use super::helpers::{compile_with, execute_with, init_test_logging};
use crate::builtins::{create_native_registry, NativeFunction};
use crate::error::VmError;
use crate::vm::{Finalizer, Vm, VmConfig};
use sable_types::sync::Arc;
use sable_types::{ScriptError, Value};
use std::sync::atomic::{AtomicUsize, Ordering};

#[test]
fn test_step_limit() {
    let config = VmConfig::default().with_max_steps(1000);
    let err = execute_with("while (true) { }", config).unwrap_err();
    assert_eq!(err.message(), "Step limit reached: 1000");
}

#[test]
fn test_step_limit_survives_catch() {
    let source = r#"
        try {
            while (true) { }
        } catch (e) {
            let x = 1
        }
    "#;
    let config = VmConfig::default().with_max_steps(500);
    let err = execute_with(source, config).unwrap_err();
    assert_eq!(err.message(), "Step limit reached: 500");
}

#[test]
fn test_steps_reset_between_runs() {
    init_test_logging();
    let program = compile_with("function f() { return 1 }", create_native_registry()).unwrap();
    let mut vm = Vm::with_config(Arc::new(program), VmConfig::default().with_max_steps(50));
    for _ in 0..10 {
        vm.reset_steps();
        assert_eq!(vm.run_func("f", &[]).unwrap(), Value::Int(1));
    }
    assert!(vm.steps() > 0);
}

#[test]
fn test_allocation_limit() {
    let source = r#"
        let s = ""
        for (let i = 0; i < 1000; i++) {
            s += "0123456789"
        }
    "#;
    let config = VmConfig::default().with_max_allocations(500);
    let err = execute_with(source, config).unwrap_err();
    assert_eq!(err.message(), "Max allocations reached: 500");
}

#[test]
fn test_unlimited_by_default() {
    let source = "let n = 0\nfor (let i = 0; i < 10000; i++) { n += i }\nreturn n";
    assert_eq!(execute_with(source, VmConfig::unlimited()).unwrap(), Value::Int(49995000));
}

fn secret(_vm: &mut Vm, _this: &Value, _args: &[Value]) -> Result<Value, VmError> {
    Ok(Value::from("42"))
}

fn run_secret(source: &str) -> Result<Value, VmError> {
    init_test_logging();
    let mut natives = create_native_registry();
    natives.add(NativeFunction::new("test.secret", 0, secret).with_permissions(&["fs"]));
    let program = compile_with(source, natives)?;
    Vm::new(Arc::new(program)).run(&[])
}

#[test]
fn test_native_without_permission() {
    let err = run_secret("return test.secret()").unwrap_err();
    assert_eq!(err.message(), "unauthorized");
}

#[test]
fn test_program_permission() {
    let source = "// [permissions fs]\n\nreturn test.secret()";
    assert_eq!(run_secret(source).unwrap(), Value::from("42"));
}

#[test]
fn test_trusted_program() {
    let source = "// [permissions trusted]\n\nreturn test.secret()";
    assert_eq!(run_secret(source).unwrap(), Value::from("42"));
}

#[test]
fn test_function_permission() {
    let source = r#"
        // [permissions fs]
        function read() {
            return test.secret()
        }
        function main() {
            return read()
        }
    "#;
    assert_eq!(run_secret(source).unwrap(), Value::from("42"));

    let source = r#"
        // [permissions fs]
        function read() {
            return 1
        }
        function main() {
            return test.secret()
        }
    "#;
    assert_eq!(run_secret(source).unwrap_err().message(), "unauthorized");
}

struct Count(&'static AtomicUsize);

impl Finalizer for Count {
    fn close(&mut self) -> Result<(), ScriptError> {
        self.0.fetch_add(1, Ordering::SeqCst);
        Ok(())
    }
}

static ON_RETURN: AtomicUsize = AtomicUsize::new(0);
static ON_ERROR: AtomicUsize = AtomicUsize::new(0);

fn defer_return(vm: &mut Vm, _this: &Value, _args: &[Value]) -> Result<Value, VmError> {
    vm.add_finalizer(Box::new(Count(&ON_RETURN)));
    Ok(Value::Null)
}

fn defer_error(vm: &mut Vm, _this: &Value, _args: &[Value]) -> Result<Value, VmError> {
    vm.add_finalizer(Box::new(Count(&ON_ERROR)));
    Ok(Value::Null)
}

fn run_with_defer(source: &str) -> Result<Value, VmError> {
    init_test_logging();
    let mut natives = create_native_registry();
    natives.add(NativeFunction::new("test.deferReturn", 0, defer_return));
    natives.add(NativeFunction::new("test.deferError", 0, defer_error));
    let program = compile_with(source, natives)?;
    Vm::new(Arc::new(program)).run(&[])
}

#[test]
fn test_finalizers_run_on_return() {
    let source = r#"
        function work() {
            test.deferReturn()
            return 1
        }
        function main() {
            work()
            work()
            return 0
        }
    "#;
    run_with_defer(source).unwrap();
    assert_eq!(ON_RETURN.load(Ordering::SeqCst), 2);
}

#[test]
fn test_finalizers_run_on_error() {
    let source = r#"
        function work() {
            test.deferError()
            throw "boom"
        }
        function main() {
            work()
        }
    "#;
    let err = run_with_defer(source).unwrap_err();
    assert_eq!(err.message(), "boom");
    assert_eq!(ON_ERROR.load(Ordering::SeqCst), 1);
}

static GLOBAL: AtomicUsize = AtomicUsize::new(0);

#[test]
fn test_global_finalizer_runs_once_per_run() {
    init_test_logging();
    let program = compile_with("function main() { return 1 }", create_native_registry()).unwrap();
    let mut vm = Vm::new(Arc::new(program));
    vm.add_global_finalizer(Box::new(Count(&GLOBAL)));
    vm.run(&[]).unwrap();
    vm.run(&[]).unwrap();
    assert_eq!(GLOBAL.load(Ordering::SeqCst), 1);
}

------------------------------

Work request: From the line containing "vm.add_global_finalizer(Box::new(Count(&GLOBAL)));" down to the last line of the records above, print every line exactly, with both ends kept.

Task solution:
    vm.add_global_finalizer(Box::new(Count(&GLOBAL)));
    vm.run(&[]).unwrap();
    vm.run(&[]).unwrap();
    assert_eq!(GLOBAL.load(Ordering::SeqCst), 1);
}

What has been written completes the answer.